Enthusiasm for companies becoming “purposeful” organisations has grown considerably in recent years—and even more so during the pandemic. New research reveals that businesses believe they should be incentivised to make the switch.
The British Academy, an organisation promoting the humanities and social sciences, has found that 55% of business decision-makers surveyed see government incentives—such as lower taxes —as an important step toward creating more “purposeful” companies.
The survey also finds that 63% of businesses are exploring steps to become more purposeful.
That will come as good news to campaigners who have argued since the 2008 financial crisis that businesses should be driven by “purpose”, not just profit or returns to shareholders.
There is further good news for the British Academy itself. In a paper last year, Colin Mayer, a professor and corporate governance expert at Oxford University’s Saïd Business School, proposed a new definition of the purpose of business: “find profitable solutions to the problems of people and planet and not to profit from creating problems for either”. The new research found that 44% of those surveyed back the definition.
According to Mayer, the debate around purposeful companies continues to be a live issue for business despite the economic crisis brought on by the Covid-19 pandemic and lockdown.
“Questions over corporate purpose relate directly to businesses’ own concerns,” says Mayer. “Namely, how they can solve problems of people and planet, and whether the wider business environment supports or impedes them in doing so.
“Many businesses are looking to change within the wider legal and regulatory environment to help them better achieve their purpose.
“By promoting a greater diversity of corporate purposes, such reforms could bridge the divide in opinion between those businesses who solely focus on financial goals and those who favour purpose, while creating benefits for wider society.”
Incentives for purposeful companies
Taxes were not the only incentive favoured for encouraging the formation of purposeful companies: 40% of those surveyed back changes to company law and regulations; and 38% backed corporate leaders introducing measures such as new board structures, cultural change and purpose statements (a proposal that cropped up as a policy initiative during last year’s general election).
The corporate purpose debate is ostensibly a discussion about how companies can respond to issues raised by the 2008 financial crisis and the urgent need to address the climate crisis.
The British Academy has been running a project, the Future of the Corporation programme, exploring ways to promote the adoption of purpose as a driving principle in companies.
The cause of purpose in companies is widely believed to have been accelerated by the pandemic. In an interview with Board Agenda earlier this year, Mayer said that business would be profoundly transformed by the coronavirus crisis.
“Business is going to fundamentally change as a result of this. The response to the financial crisis was to bring about a very substantial change in terms of the nature of our financial system,” he said.
“What’s happening now is that the rest of the corporate sector is going through a similar existential crisis, which will need it to reconsider its fundamental reason for being: namely its purpose.”
However, there are those who harbour considerable doubts about the likely success of purpose, arguing that the trade-offs that it triggers between shareholders on the one hand, and wider stakeholders (such as employees, suppliers and communities) on the other, may be too difficult to resolve.

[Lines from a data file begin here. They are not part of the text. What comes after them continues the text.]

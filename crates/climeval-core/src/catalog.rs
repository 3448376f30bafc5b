//! Tabular store of dataset rows, keyed by source dataset type
//!
//! The catalog is assembled outside the core (ingestion is an external
//! concern) and is read-only within a solver invocation.

use std::collections::{BTreeMap, BTreeSet};

use crate::datasets::{DatasetRow, Selector, SourceDatasetType};
use crate::error::EvaluatorError;
use crate::requirements::FacetFilter;

/// One partition of the catalog: the rows of a single source dataset type
/// together with the facet columns they are described by
#[derive(Debug, Clone)]
pub struct DatasetPartition {
    source_type: SourceDatasetType,
    columns: BTreeSet<String>,
    rows: Vec<DatasetRow>,
}

impl DatasetPartition {
    /// Build a partition with an explicit column set
    pub fn new(
        source_type: SourceDatasetType,
        columns: impl IntoIterator<Item = impl Into<String>>,
        rows: Vec<DatasetRow>,
    ) -> Self {
        Self {
            source_type,
            columns: columns.into_iter().map(Into::into).collect(),
            rows,
        }
    }

    /// Build a partition inferring the column set from the rows' facets
    pub fn from_rows(source_type: SourceDatasetType, rows: Vec<DatasetRow>) -> Self {
        let columns = rows
            .iter()
            .flat_map(|r| r.facets.keys().cloned())
            .collect();
        Self {
            source_type,
            columns,
            rows,
        }
    }

    pub fn source_type(&self) -> SourceDatasetType {
        self.source_type
    }

    pub fn rows(&self) -> &[DatasetRow] {
        &self.rows
    }

    pub fn is_empty(&self) -> bool {
        self.rows.is_empty()
    }

    pub fn len(&self) -> usize {
        self.rows.len()
    }

    pub fn has_column(&self, name: &str) -> bool {
        self.columns.contains(name)
    }

    fn require_column(&self, name: &str) -> Result<(), EvaluatorError> {
        if self.has_column(name) {
            Ok(())
        } else {
            Err(EvaluatorError::UnknownFacet {
                source_type: self.source_type,
                facet: name.to_string(),
            })
        }
    }

    /// Apply a facet filter, returning the retained rows
    ///
    /// Every facet key referenced by the filter must be a column of this
    /// partition; otherwise the filter fails fast with `UnknownFacet`.
    pub fn apply_filter(&self, filter: &FacetFilter) -> Result<DatasetPartition, EvaluatorError> {
        for facet in filter.facets.keys() {
            self.require_column(facet)?;
        }
        let rows = self
            .rows
            .iter()
            .filter(|row| filter.matches(row) == filter.keep)
            .cloned()
            .collect();
        Ok(DatasetPartition {
            source_type: self.source_type,
            columns: self.columns.clone(),
            rows,
        })
    }

    /// Partition the rows into groups sharing the `group_by` facet values
    ///
    /// Groups appear in first-appearance order of each distinct key tuple,
    /// which keeps two evaluations of the same catalog deterministic. Rows
    /// that lack one of the group-by facets are skipped. An empty `group_by`
    /// yields a single group with an empty selector.
    pub fn group_by(
        &self,
        group_by: &[String],
    ) -> Result<Vec<(Selector, Vec<DatasetRow>)>, EvaluatorError> {
        for facet in group_by {
            self.require_column(facet)?;
        }

        if group_by.is_empty() {
            return Ok(vec![(Selector::empty(), self.rows.clone())]);
        }

        let mut order: Vec<Selector> = Vec::new();
        let mut groups: BTreeMap<Selector, Vec<DatasetRow>> = BTreeMap::new();
        for row in &self.rows {
            let mut pairs = Vec::with_capacity(group_by.len());
            let mut complete = true;
            for facet in group_by {
                match row.facet(facet) {
                    Some(value) => pairs.push((facet.clone(), value.to_string())),
                    None => {
                        tracing::debug!(
                            instance_id = %row.instance_id,
                            facet = %facet,
                            "skipping row without group-by facet"
                        );
                        complete = false;
                        break;
                    }
                }
            }
            if !complete {
                continue;
            }
            let selector = Selector::new(pairs);
            if !groups.contains_key(&selector) {
                order.push(selector.clone());
            }
            groups.entry(selector).or_default().push(row.clone());
        }

        Ok(order
            .into_iter()
            .map(|selector| {
                let rows = groups.remove(&selector).unwrap_or_default();
                (selector, rows)
            })
            .collect())
    }

    /// Distinct values of a column, in first-appearance order
    pub fn unique_values(&self, column: &str) -> Result<Vec<String>, EvaluatorError> {
        self.require_column(column)?;
        let mut seen = BTreeSet::new();
        let mut values = Vec::new();
        for row in &self.rows {
            if let Some(value) = row.facet(column) {
                if seen.insert(value.to_string()) {
                    values.push(value.to_string());
                }
            }
        }
        Ok(values)
    }
}

/// Mapping from source dataset type to its partition of dataset rows
#[derive(Debug, Clone, Default)]
pub struct DataCatalog {
    partitions: BTreeMap<SourceDatasetType, DatasetPartition>,
}

impl DataCatalog {
    pub fn new() -> Self {
        Self::default()
    }

    /// Insert (or replace) a partition
    pub fn with_partition(mut self, partition: DatasetPartition) -> Self {
        self.partitions.insert(partition.source_type(), partition);
        self
    }

    pub fn partition(&self, source_type: SourceDatasetType) -> Option<&DatasetPartition> {
        self.partitions.get(&source_type)
    }

    pub fn source_types(&self) -> impl Iterator<Item = SourceDatasetType> + '_ {
        self.partitions.keys().copied()
    }

    pub fn is_empty(&self) -> bool {
        self.partitions.values().all(DatasetPartition::is_empty)
    }
}

#[cfg(test)]
mod tests {
    use super::*;

    fn cmip6_row(instance_id: &str, variable: &str, experiment: &str) -> DatasetRow {
        DatasetRow::new(instance_id, format!("/data/{}.nc", instance_id))
            .with_facet("variable_id", variable)
            .with_facet("experiment_id", experiment)
    }

    fn partition() -> DatasetPartition {
        DatasetPartition::from_rows(
            SourceDatasetType::Cmip6,
            vec![
                cmip6_row("tas-hist", "tas", "historical"),
                cmip6_row("tas-ssp126", "tas", "ssp126"),
                cmip6_row("rsut-hist", "rsut", "historical"),
            ],
        )
    }

    #[test]
    fn test_filter_keeps_matches() {
        let filter = FacetFilter::keeping([("variable_id", BTreeSet::from(["tas".to_string()]))]);
        let filtered = partition().apply_filter(&filter).unwrap();
        assert_eq!(filtered.len(), 2);
    }

    #[test]
    fn test_filter_drop_removes_matches() {
        let filter = FacetFilter::dropping([("experiment_id", BTreeSet::from(["ssp126".to_string()]))]);
        let filtered = partition().apply_filter(&filter).unwrap();
        assert_eq!(filtered.len(), 2);
        assert!(filtered.rows().iter().all(|r| r.facet("experiment_id") != Some("ssp126")));
    }

    #[test]
    fn test_filter_unknown_facet_fails_fast() {
        let filter = FacetFilter::keeping([("member_id", BTreeSet::from(["r1i1p1f1".to_string()]))]);
        let err = partition().apply_filter(&filter).unwrap_err();
        assert!(matches!(err, EvaluatorError::UnknownFacet { .. }));
    }

    #[test]
    fn test_group_by_first_appearance_order() {
        let groups = partition().group_by(&["variable_id".to_string()]).unwrap();
        let keys: Vec<_> = groups
            .iter()
            .map(|(selector, _)| selector.get("variable_id").unwrap().to_string())
            .collect();
        assert_eq!(keys, vec!["tas", "rsut"]);
    }

    #[test]
    fn test_group_by_empty_yields_single_group() {
        let groups = partition().group_by(&[]).unwrap();
        assert_eq!(groups.len(), 1);
        assert!(groups[0].0.is_empty());
        assert_eq!(groups[0].1.len(), 3);
    }

    #[test]
    fn test_unique_values() {
        let values = partition().unique_values("experiment_id").unwrap();
        assert_eq!(values, vec!["historical", "ssp126"]);
    }
}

Recently doubt was cast on US corporate giants that pledged to change their models to incorporate purpose. Members of the Business Roundtable made the promise late last year.
However, academics Lucian Bebchuk and Roberto Tallarita looked at whether the pledge had turned into operational policies and report finding scant evidence.
“Notwithstanding statements to the contrary, corporate leaders are generally still focused on shareholder value. They can be expected to protect other stakeholders only to the extent that doing so would not hurt share value,” they write.
“That conclusion will be greatly disappointing to some and welcome to others. But all should be clear-eyed about what corporate leaders are focused on and what they intend to deliver.”